I'll bet it does a great job out in the woods, where the soil is more compact. It might help someone to clear a new garden spot. (That would be pretty cool). When I cleared mine, I had to pull stumps with a mule and a length of trace chain.
I have a tool similar to the one in the video that you posted a link to; mine just employs a little different way to attach to the sprout is all. (Mine reaches down to grab around the base of the stem, to grip the plant by the taproot).
The problem lately, has been that it's so muddy, that when I use the 'L' shaped foot as a fulcrum to pry against, it just sinks the foot of my tool in the mud and the thing I'm trying to pry up remains right where it is.
I like the uprooter's 'T' shaped fulcrum design better.

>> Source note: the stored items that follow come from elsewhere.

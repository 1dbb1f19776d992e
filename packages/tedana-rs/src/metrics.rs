use crate::error::{Result, TedanaError};
use crate::types::{component_index, Classification, ComponentSet};
use std::collections::BTreeMap;
use std::io::Read;
use std::path::Path;

pub const COMPONENT_COLUMN: &str = "Component";
pub const CLASSIFICATION_COLUMN: &str = "classification";
pub const TAGS_COLUMN: &str = "classification_tags";
pub const RATIONALE_COLUMN: &str = "rationale";

const MISSING_VALUE: &str = "n/a";
const RATIONALE_SEPARATOR: &str = ";";
const TAG_SEPARATOR: &str = ",";

/// Well-known metric columns produced by the metric collection step
pub mod names {
    pub const KAPPA: &str = "kappa";
    pub const RHO: &str = "rho";
    pub const VARIANCE_EXPLAINED: &str = "variance explained";
    pub const NORMALIZED_VARIANCE_EXPLAINED: &str = "normalized variance explained";
    pub const COUNTSIG_FT2: &str = "countsigFT2";
    pub const COUNTSIG_FS0: &str = "countsigFS0";
    pub const DICE_FT2: &str = "dice_FT2";
    pub const DICE_FS0: &str = "dice_FS0";
    pub const SIGNAL_NOISE_T: &str = "signal-noise_t";
}

/// Whether a table must already carry classification columns
#[derive(Debug, Clone, Copy, PartialEq, Eq)]
pub enum TableSchema {
    /// Straight out of metric collection; classification starts unclassified.
    Raw,
    /// Output of an earlier classification; `classification` and `rationale` are required.
    Classified,
}

/// One ICA component and its metrics
#[derive(Debug, Clone, PartialEq)]
pub struct Component {
    pub index: usize,
    pub label: String,
    pub metrics: BTreeMap<String, f64>,
    pub classification: Classification,
    pub rationale: Vec<String>,
    pub tags: Vec<String>,
}

impl Component {
    pub fn new(index: usize, label: impl Into<String>) -> Self {
        Self {
            index,
            label: label.into(),
            metrics: BTreeMap::new(),
            classification: Classification::Unclassified,
            rationale: Vec::new(),
            tags: Vec::new(),
        }
    }

    pub fn with_metric(mut self, name: &str, value: f64) -> Self {
        self.metrics.insert(name.to_string(), value);
        self
    }

    pub fn metric(&self, name: &str) -> Option<f64> {
        self.metrics.get(name).copied()
    }

    /// Set the classification and record why.
    pub fn classify(&mut self, classification: Classification, rationale: &str, tag: Option<&str>) {
        self.classification = classification;
        self.rationale.push(rationale.to_string());
        if let Some(tag) = tag {
            self.add_tag(tag);
        }
    }

    pub fn add_tag(&mut self, tag: &str) {
        if !tag.is_empty() && !self.tags.iter().any(|t| t == tag) {
            self.tags.push(tag.to_string());
        }
    }
}

/// Components keyed by their stable index, plus the metric column order
#[derive(Debug, Clone, PartialEq, Default)]
pub struct MetricsTable {
    columns: Vec<String>,
    components: BTreeMap<usize, Component>,
}

impl MetricsTable {
    pub fn new(columns: Vec<String>) -> Self {
        Self {
            columns,
            components: BTreeMap::new(),
        }
    }

    pub fn insert(&mut self, component: Component) -> Result<()> {
        if self.components.contains_key(&component.index) {
            return Err(TedanaError::DuplicateComponent(component.index));
        }
        for name in component.metrics.keys() {
            if !self.columns.contains(name) {
                self.columns.push(name.clone());
            }
        }
        self.components.insert(component.index, component);
        Ok(())
    }

    pub fn len(&self) -> usize {
        self.components.len()
    }

    pub fn is_empty(&self) -> bool {
        self.components.is_empty()
    }

    pub fn columns(&self) -> &[String] {
        &self.columns
    }

    pub fn has_column(&self, name: &str) -> bool {
        self.columns.iter().any(|c| c == name)
    }

    pub fn get(&self, index: usize) -> Option<&Component> {
        self.components.get(&index)
    }

    pub fn get_mut(&mut self, index: usize) -> Option<&mut Component> {
        self.components.get_mut(&index)
    }

    pub fn contains(&self, index: usize) -> bool {
        self.components.contains_key(&index)
    }

    /// Components in index order
    pub fn iter(&self) -> impl Iterator<Item = &Component> {
        self.components.values()
    }

    pub fn iter_mut(&mut self) -> impl Iterator<Item = &mut Component> {
        self.components.values_mut()
    }

    pub fn indices(&self) -> ComponentSet {
        self.components.keys().copied().collect()
    }

    pub fn indices_with(&self, classification: Classification) -> ComponentSet {
        self.iter()
            .filter(|c| c.classification == classification)
            .map(|c| c.index)
            .collect()
    }

    pub fn count(&self, classification: Classification) -> usize {
        self.iter().filter(|c| c.classification == classification).count()
    }

    /// Indices from `requested` that are not in the table.
    pub fn missing_indices<'a>(&self, requested: impl IntoIterator<Item = &'a usize>) -> Vec<usize> {
        requested
            .into_iter()
            .filter(|i| !self.contains(**i))
            .copied()
            .collect()
    }

    pub fn read_tsv<P: AsRef<Path>>(path: P, schema: TableSchema) -> Result<Self> {
        let path = path.as_ref();
        let file = std::fs::File::open(path).map_err(TedanaError::read_file(path))?;
        let table = Self::from_reader(file, path, schema)?;
        log::info!("Loaded {} components from {}", table.len(), path.display());
        Ok(table)
    }

    pub fn parse_tsv(text: &str, source: &Path, schema: TableSchema) -> Result<Self> {
        Self::from_reader(text.as_bytes(), source, schema)
    }

    fn from_reader<R: Read>(reader: R, source: &Path, schema: TableSchema) -> Result<Self> {
        let mut reader = csv::ReaderBuilder::new()
            .delimiter(b'\t')
            .has_headers(true)
            .from_reader(reader);

        let headers: Vec<String> = reader
            .headers()
            .map_err(TedanaError::csv_file(source))?
            .iter()
            .map(|h| h.to_string())
            .collect();
        let position = |name: &str| headers.iter().position(|h| h == name);
        let required = |name: &str| {
            position(name).ok_or_else(|| TedanaError::MissingColumn {
                path: source.to_path_buf(),
                column: name.to_string(),
            })
        };

        let component_col = required(COMPONENT_COLUMN)?;
        let (classification_col, rationale_col) = match schema {
            TableSchema::Raw => (position(CLASSIFICATION_COLUMN), position(RATIONALE_COLUMN)),
            TableSchema::Classified => (
                Some(required(CLASSIFICATION_COLUMN)?),
                Some(required(RATIONALE_COLUMN)?),
            ),
        };
        let tags_col = position(TAGS_COLUMN);

        let text_columns = [Some(component_col), classification_col, rationale_col, tags_col];
        let metric_columns: Vec<(usize, String)> = headers
            .iter()
            .enumerate()
            .filter(|(i, _)| !text_columns.contains(&Some(*i)))
            .map(|(i, h)| (i, h.clone()))
            .collect();

        let mut table = MetricsTable::new(metric_columns.iter().map(|(_, h)| h.clone()).collect());

        for (row, record) in reader.records().enumerate() {
            let record = record.map_err(TedanaError::csv_file(source))?;
            let line = row + 2;
            let parse_error = |message: String| TedanaError::TableParse {
                path: source.to_path_buf(),
                line,
                message,
            };
            let cell = |i: usize| record.get(i).unwrap_or("").trim();

            let label = cell(component_col);
            let index = component_index(label)
                .ok_or_else(|| parse_error(format!("invalid component label '{}'", label)))?;
            let mut component = Component::new(index, label);

            for (col, name) in &metric_columns {
                let raw = cell(*col);
                let value = if raw.is_empty() || raw.eq_ignore_ascii_case(MISSING_VALUE) {
                    f64::NAN
                } else {
                    raw.parse::<f64>().map_err(|_| {
                        parse_error(format!("column '{}' has non-numeric value '{}'", name, raw))
                    })?
                };
                component.metrics.insert(name.clone(), value);
            }

            if let Some(col) = classification_col {
                component.classification = Classification::parse(cell(col))?;
            }
            if let Some(col) = rationale_col {
                component.rationale = split_list(cell(col), &[';']);
            }
            if let Some(col) = tags_col {
                component.tags = split_list(cell(col), &[',', ';']);
            }

            table.insert(component)?;
        }

        Ok(table)
    }

    /// Serialize to TSV. Identical tables always produce identical bytes.
    pub fn to_tsv_bytes(&self) -> Result<Vec<u8>> {
        let mut writer = csv::WriterBuilder::new()
            .delimiter(b'\t')
            .from_writer(Vec::new());

        let mut header: Vec<&str> = Vec::with_capacity(self.columns.len() + 4);
        header.push(COMPONENT_COLUMN);
        header.extend(self.columns.iter().map(String::as_str));
        header.extend([CLASSIFICATION_COLUMN, TAGS_COLUMN, RATIONALE_COLUMN]);
        writer.write_record(&header)?;

        for component in self.iter() {
            let mut row: Vec<String> = Vec::with_capacity(header.len());
            row.push(component.label.clone());
            for name in &self.columns {
                row.push(format_value(component.metric(name).unwrap_or(f64::NAN)));
            }
            row.push(component.classification.to_string());
            row.push(component.tags.join(TAG_SEPARATOR));
            row.push(component.rationale.join(RATIONALE_SEPARATOR));
            writer.write_record(&row)?;
        }

        writer
            .into_inner()
            .map_err(|e| TedanaError::IoError(e.into_error()))
    }
}

pub(crate) fn format_value(value: f64) -> String {
    if value.is_nan() {
        MISSING_VALUE.to_string()
    } else {
        value.to_string()
    }
}

fn split_list(raw: &str, separators: &[char]) -> Vec<String> {
    raw.split(|c: char| separators.contains(&c))
        .map(str::trim)
        .filter(|s| !s.is_empty())
        .map(str::to_string)
        .collect()
}

#[cfg(test)]
mod tests {
    use super::*;

    const CLASSIFIED: &str = "Component\tkappa\trho\tvariance explained\tclassification\tclassification_tags\trationale\n\
ICA_00\t45.2\t12.1\t10.5\taccepted\tLikely BOLD\tnode_07\n\
ICA_01\t10.0\t30.5\t5.25\trejected\tUnlikely BOLD\tnode_01\n\
ICA_02\t20.1\tn/a\t1\tignored\t\t\n";

    fn source() -> &'static Path {
        Path::new("test.tsv")
    }

    #[test]
    fn test_parse_classified_table() {
        let table = MetricsTable::parse_tsv(CLASSIFIED, source(), TableSchema::Classified).unwrap();
        assert_eq!(table.len(), 3);
        assert_eq!(table.columns(), &["kappa", "rho", "variance explained"]);

        let first = table.get(0).unwrap();
        assert_eq!(first.label, "ICA_00");
        assert_eq!(first.metric("kappa"), Some(45.2));
        assert_eq!(first.classification, Classification::Accepted);
        assert_eq!(first.rationale, vec!["node_07"]);
        assert_eq!(first.tags, vec!["Likely BOLD"]);

        assert!(table.get(2).unwrap().metric("rho").unwrap().is_nan());
        assert_eq!(table.count(Classification::Rejected), 1);
    }

    #[test]
    fn test_raw_table_defaults_to_unclassified() {
        let raw = "Component\tkappa\trho\nICA_00\t1\t2\nICA_01\t3\t4\n";
        let table = MetricsTable::parse_tsv(raw, source(), TableSchema::Raw).unwrap();
        assert!(table.iter().all(|c| c.classification == Classification::Unclassified));
        assert!(table.iter().all(|c| c.rationale.is_empty()));
    }

    #[test]
    fn test_classified_requires_rationale() {
        let raw = "Component\tkappa\tclassification\nICA_00\t1\taccepted\n";
        let err = MetricsTable::parse_tsv(raw, source(), TableSchema::Classified).unwrap_err();
        match err {
            TedanaError::MissingColumn { column, .. } => assert_eq!(column, "rationale"),
            other => panic!("unexpected error: {:?}", other),
        }
    }

    #[test]
    fn test_duplicate_component_rejected() {
        let raw = "Component\tkappa\nICA_01\t1\n1\t2\n";
        let err = MetricsTable::parse_tsv(raw, source(), TableSchema::Raw).unwrap_err();
        assert!(matches!(err, TedanaError::DuplicateComponent(1)));
    }

    #[test]
    fn test_non_numeric_metric_reports_line() {
        let raw = "Component\tkappa\nICA_00\t1\nICA_01\tabc\n";
        let err = MetricsTable::parse_tsv(raw, source(), TableSchema::Raw).unwrap_err();
        match err {
            TedanaError::TableParse { line, message, .. } => {
                assert_eq!(line, 3);
                assert!(message.contains("abc"));
            }
            other => panic!("unexpected error: {:?}", other),
        }
    }

    #[test]
    fn test_write_then_read_preserves_table() {
        let table = MetricsTable::parse_tsv(CLASSIFIED, source(), TableSchema::Classified).unwrap();
        let bytes = table.to_tsv_bytes().unwrap();
        let text = String::from_utf8(bytes.clone()).unwrap();
        assert!(text.starts_with("Component\tkappa\trho\tvariance explained\tclassification"));
        assert!(text.contains("n/a"));

        let reread = MetricsTable::parse_tsv(&text, source(), TableSchema::Classified).unwrap();
        assert_eq!(reread.to_tsv_bytes().unwrap(), bytes);
        assert_eq!(reread.indices(), table.indices());
    }

    #[test]
    fn test_rows_written_in_index_order() {
        let mut table = MetricsTable::new(vec!["kappa".to_string()]);
        table.insert(Component::new(2, "ICA_02").with_metric("kappa", 1.0)).unwrap();
        table.insert(Component::new(0, "ICA_00").with_metric("kappa", 2.0)).unwrap();
        let text = String::from_utf8(table.to_tsv_bytes().unwrap()).unwrap();
        let labels: Vec<&str> = text
            .lines()
            .skip(1)
            .map(|l| l.split('\t').next().unwrap())
            .collect();
        assert_eq!(labels, vec!["ICA_00", "ICA_02"]);
    }

    #[test]
    fn test_missing_table_names_the_file() {
        let err = MetricsTable::read_tsv("/nonexistent/desc-tedana_metrics.tsv", TableSchema::Raw)
            .unwrap_err();
        assert!(matches!(err, TedanaError::ReadFile { .. }));
        assert!(err.to_string().contains("/nonexistent/desc-tedana_metrics.tsv"));
    }
}
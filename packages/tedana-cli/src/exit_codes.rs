use tedana_rs::{ErrorKind, TedanaError};

pub const SUCCESS: i32 = 0;
pub const INPUT_ERROR: i32 = 1;
pub const EXECUTION_ERROR: i32 = 2;
/// Registry references files that no longer exist
pub const DATA_ERROR: i32 = 3;

pub fn for_error(error: &TedanaError) -> i32 {
    match error.kind() {
        ErrorKind::Validation => INPUT_ERROR,
        ErrorKind::DataIntegrity => DATA_ERROR,
        ErrorKind::Decomposition | ErrorKind::Io => EXECUTION_ERROR,
    }
}
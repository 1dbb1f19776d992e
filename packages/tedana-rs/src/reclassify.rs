//! Manual reclassification of a finished run
//!
//! Each stage is its own type so a run cannot be persisted before it was
//! validated and reapplied:
//!
//! `LoadedRun::load` → `validate` → `reapply` → `persist`
//!
//! Nothing touches the output directory until `persist`, and `persist`
//! writes all outputs or none.

use crate::config::{EngineConfig, OutputOptions};
use crate::decision::{DecisionEngine, DecisionOutcome};
use crate::error::{Result, TedanaError};
use crate::manual::ManualInput;
use crate::metrics::{MetricsTable, TableSchema};
use crate::mixing::MixingMatrix;
use crate::overrides::ManualOverrides;
use crate::persist::{persist_run, PersistedRun, RunArtifacts};
use crate::registry::{roles, Registry, RegistryEntry};
use crate::runlog::RunLog;
use crate::trees::manual_only_tree;
use crate::types::Diagnosed;
use std::path::{Path, PathBuf};

pub const WORKFLOW: &str = "ica_reclassify";
const MODULE: &str = "reclassify";

/// A previous run read back through its registry
#[derive(Debug, Clone)]
pub struct LoadedRun {
    registry: Registry,
    table: MetricsTable,
    mixing: MixingMatrix,
    run_log: RunLog,
}

impl LoadedRun {
    /// Load the registry (every referenced file must exist), the classified
    /// component table and the mixing matrix.
    pub fn load<P: AsRef<Path>>(registry_path: P) -> Result<Self> {
        let registry_path = registry_path.as_ref();
        let mut run_log = RunLog::new();
        let registry = Registry::load(registry_path)?;

        let table = MetricsTable::read_tsv(registry.resolve(roles::METRICS_TSV)?, TableSchema::Classified)?;
        let mixing = MixingMatrix::read_tsv(registry.resolve(roles::MIXING_TSV)?)?;
        mixing.check_against(&table)?;

        run_log.info(
            MODULE,
            format!(
                "Loaded {} components and a {}×{} mixing matrix from {}",
                table.len(),
                mixing.n_timepoints(),
                mixing.n_components(),
                registry_path.display()
            ),
        );

        Ok(Self {
            registry,
            table,
            mixing,
            run_log,
        })
    }

    pub fn registry(&self) -> &Registry {
        &self.registry
    }

    pub fn table(&self) -> &MetricsTable {
        &self.table
    }

    pub fn mixing(&self) -> &MixingMatrix {
        &self.mixing
    }

    /// Parse and check the manual decisions. At least one component must be
    /// named, the two lists must not overlap and every index must exist.
    pub fn validate(mut self, accept: &ManualInput, reject: &ManualInput) -> Result<ValidatedRun> {
        let overrides = ManualOverrides::from_inputs(accept, reject)?;
        if overrides.is_empty() {
            return Err(TedanaError::NoManualChanges);
        }
        overrides.check_against(&self.table)?;

        self.run_log.info(
            MODULE,
            format!(
                "Manually accepting {:?} and rejecting {:?}",
                overrides.accept(),
                overrides.reject()
            ),
        );
        Ok(ValidatedRun {
            loaded: self,
            overrides,
        })
    }
}

#[derive(Debug, Clone)]
pub struct ValidatedRun {
    loaded: LoadedRun,
    overrides: ManualOverrides,
}

impl ValidatedRun {
    pub fn overrides(&self) -> &ManualOverrides {
        &self.overrides
    }

    /// Apply the overrides through the manual-only tree, optionally
    /// orthogonalizing the rejected mixing columns.
    pub fn reapply(self, tedort: bool) -> Result<Diagnosed<ReappliedRun>> {
        let ValidatedRun {
            mut loaded,
            overrides,
        } = self;

        let engine = DecisionEngine::new(manual_only_tree(), EngineConfig::default());
        let Diagnosed { value: outcome, diagnostics } = engine.run(&loaded.table, &overrides)?;
        loaded.run_log.extend_diagnostics("decision", &diagnostics);

        let orth_mixing = if tedort {
            loaded.run_log.info(MODULE, "Orthogonalizing rejected components");
            Some(loaded.mixing.orthogonalize(&outcome.table)?)
        } else {
            None
        };

        Ok(Diagnosed::with_diagnostics(
            ReappliedRun {
                loaded,
                outcome,
                orth_mixing,
            },
            diagnostics,
        ))
    }
}

#[derive(Debug, Clone)]
pub struct ReappliedRun {
    loaded: LoadedRun,
    outcome: DecisionOutcome,
    orth_mixing: Option<MixingMatrix>,
}

impl ReappliedRun {
    pub fn outcome(&self) -> &DecisionOutcome {
        &self.outcome
    }

    pub fn orth_mixing(&self) -> Option<&MixingMatrix> {
        self.orth_mixing.as_ref()
    }

    /// List entries of the source registry, made absolute so they stay valid
    /// from the new output directory.
    fn carried_entries(&self) -> Vec<(String, Vec<PathBuf>)> {
        let base = self.loaded.registry.base_dir();
        self.loaded
            .registry
            .entries()
            .filter_map(|(role, entry)| match entry {
                RegistryEntry::Files(paths) => Some((
                    role.to_string(),
                    paths.iter().map(|p| base.join(p)).collect(),
                )),
                RegistryEntry::File(_) => None,
            })
            .collect()
    }

    pub fn persist(self, options: &OutputOptions) -> Result<PersistedRun> {
        let carried = self.carried_entries();
        let ReappliedRun {
            loaded,
            outcome,
            orth_mixing,
        } = self;
        persist_run(
            RunArtifacts {
                workflow: WORKFLOW,
                outcome: &outcome,
                mixing: &loaded.mixing,
                orth_mixing: orth_mixing.as_ref(),
                source: Some(loaded.registry.path()),
                carried,
                run_log: loaded.run_log,
            },
            options,
        )
    }
}

/// Load, validate, reapply and persist in one call.
///
/// Warnings raised while reapplying (for example when nothing is left
/// accepted) are returned alongside the persisted run.
pub fn ica_reclassify<P: AsRef<Path>>(
    registry_path: P,
    accept: &ManualInput,
    reject: &ManualInput,
    options: &OutputOptions,
) -> Result<Diagnosed<PersistedRun>> {
    let validated = LoadedRun::load(registry_path)?.validate(accept, reject)?;
    let Diagnosed { value, diagnostics } = validated.reapply(options.tedort)?;
    let persisted = value.persist(options)?;
    Ok(Diagnosed::with_diagnostics(persisted, diagnostics))
}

I might have to alter mine to the flat 'T' foot, rather than the standing 'L' shaped foot.
The same thing happens when I try to pry plants from my sightly raised Plasticulture beds. The soil beneath the plastic remains very 'fluffed' for lack of a better word, due to never becoming compacted by heavy rainfall. That causes the foot of my prying tool to sink into the row cover instead of pulling up the plant. For that reason, I just leave the roots in the ground and snap the stem off flush with the surface.
When I pull the plastic off the rows, to plow in March, all that raised bed gets chopped up anyway.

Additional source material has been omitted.